My parents were divorced when I was eight years old and I can still remember the day he walked out the door, I was devastated. I absolutely adored my father and I couldn’t understand why he was leaving. As I grew up I came to understand that my father had committed a cardinal sin, he had an affair with another woman. My mother found out about this affair and my father broke up with the other woman and was determined to make it right with his family. He couldn’t do it; he once told me that he loved this other woman so much and he couldn’t pretend at home anymore. He started to see the other woman again and my mother gave him a choice – “me, the children or the door,” he chose the door. My adoration for my father was replaced with utter confusion. I still adored him and loved him very much, but everyone around me was furious with my father and it seemed like not one person liked him. To voice my love for him felt wrong to me because it meant hurting my mother, so I remained silent. Finally after much confusion my father was granted visiting rights He could come and pick up my younger brother and I every Saturday from 8:00 am and we had to be home by 8:00 pm . Not 8:10 pm, 8:30 pm or Sunday, every Saturday from 8 – 8 and there were no exceptions. Looking back I know this was not enough time and I felt that way as a child. There were two older siblings from the marriage and they could not be forced to visit him.
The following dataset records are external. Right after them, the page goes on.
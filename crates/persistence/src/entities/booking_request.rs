//! Booking request entity (database row mapping).

use chrono::{DateTime, NaiveDate, Utc};
use domain::models::booking::{BookingRequest, BookingStatus};
use sqlx::FromRow;
use uuid::Uuid;

/// Database enum for booking request status.
#[derive(Debug, Clone, Copy, PartialEq, Eq, sqlx::Type)]
#[sqlx(type_name = "booking_status", rename_all = "lowercase")]
pub enum BookingStatusDb {
    Pending,
    Confirmed,
    Declined,
}

impl From<BookingStatusDb> for BookingStatus {
    fn from(status: BookingStatusDb) -> Self {
        match status {
            BookingStatusDb::Pending => BookingStatus::Pending,
            BookingStatusDb::Confirmed => BookingStatus::Confirmed,
            BookingStatusDb::Declined => BookingStatus::Declined,
        }
    }
}

impl From<BookingStatus> for BookingStatusDb {
    fn from(status: BookingStatus) -> Self {
        match status {
            BookingStatus::Pending => BookingStatusDb::Pending,
            BookingStatus::Confirmed => BookingStatusDb::Confirmed,
            BookingStatus::Declined => BookingStatusDb::Declined,
        }
    }
}

/// Database row mapping for the booking_requests table.
#[derive(Debug, Clone, FromRow)]
pub struct BookingRequestEntity {
    pub id: Uuid,
    pub hotel_code: String,
    pub name: String,
    pub email: String,
    pub phone_number: String,
    pub country: String,
    pub check_in_date: NaiveDate,
    pub check_out_date: NaiveDate,
    pub quad_rooms: i32,
    pub triple_rooms: i32,
    pub double_rooms: i32,
    pub single_rooms: i32,
    pub number_of_adults: i32,
    pub number_of_children: i32,
    pub breakfast_included: bool,
    pub is_business: bool,
    pub travel_company_name: Option<String>,
    pub status: BookingStatusDb,
    pub quote: Option<String>,
    pub decline_reason: Option<String>,
    pub created_at: DateTime<Utc>,
    pub updated_at: DateTime<Utc>,
}

impl BookingRequestEntity {
    /// Converts to the domain model.
    pub fn into_model(self) -> BookingRequest {
        BookingRequest {
            id: self.id,
            hotel_code: self.hotel_code,
            name: self.name,
            email: self.email,
            phone_number: self.phone_number,
            country: self.country,
            check_in_date: self.check_in_date,
            check_out_date: self.check_out_date,
            quad_rooms: self.quad_rooms,
            triple_rooms: self.triple_rooms,
            double_rooms: self.double_rooms,
            single_rooms: self.single_rooms,
            number_of_adults: self.number_of_adults,
            number_of_children: self.number_of_children,
            breakfast_included: self.breakfast_included,
            is_business: self.is_business,
            travel_company_name: self.travel_company_name,
            status: self.status.into(),
            quote: self.quote,
            decline_reason: self.decline_reason,
            created_at: self.created_at,
            updated_at: self.updated_at,
        }
    }
}

#[cfg(test)]
mod tests {
    use super::*;

    #[test]
    fn test_status_roundtrip() {
        for status in [
            BookingStatus::Pending,
            BookingStatus::Confirmed,
            BookingStatus::Declined,
        ] {
            let db: BookingStatusDb = status.into();
            let back: BookingStatus = db.into();
            assert_eq!(back, status);
        }
    }
}
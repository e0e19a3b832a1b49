//! Database entity definitions.
//!
//! Entities are direct mappings to database rows.

pub mod booking_request;
pub mod hotel;

pub use booking_request::{BookingRequestEntity, BookingStatusDb};
pub use hotel::HotelEntity;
As I grew up life moved on and my mother, stepfather, younger brother and myself moved across the country. My brother and I flew east to see Dad once a year for two weeks. Not a lot of time when you think about it, but we always had a good visit. As we neared toward the end of our visits, a great sadness always came over my father. As we drove to the airport he would be very quiet in the car. We would get to the checkout and gate for us to leave and it was here that I realized how much my father loved us. When I hugged him to say goodbye it seemed like he held onto me forever and he would sob into my shoulder. Then through his tears he would say “I love you more than you will ever know.” I can remember thinking everyone is looking at us because this grown man is just sobbing his heart out – he didn’t care he wanted us to know how much he loved us. This is why my father came to mind today – he couldn’t bear to say goodbye to his children. Every time we left that airport to fly home for another year, a part of him died.
My father wanted to be happy but couldn’t because he was torn about his children. Right or wrong he was a father, a father who loved his children more than they knew. Now as I look at my own children I can only imagine his pain driving home from that airport and knowing he wouldn’t see his flesh and blood for another year and this daughter loves her father more than he ever knew!
Mom and dad before any of us!
I’m the little one holding my mother’s hand and staring at my Father.
First picture – my older brother and sister with my dad at Christmas – a year before I was born!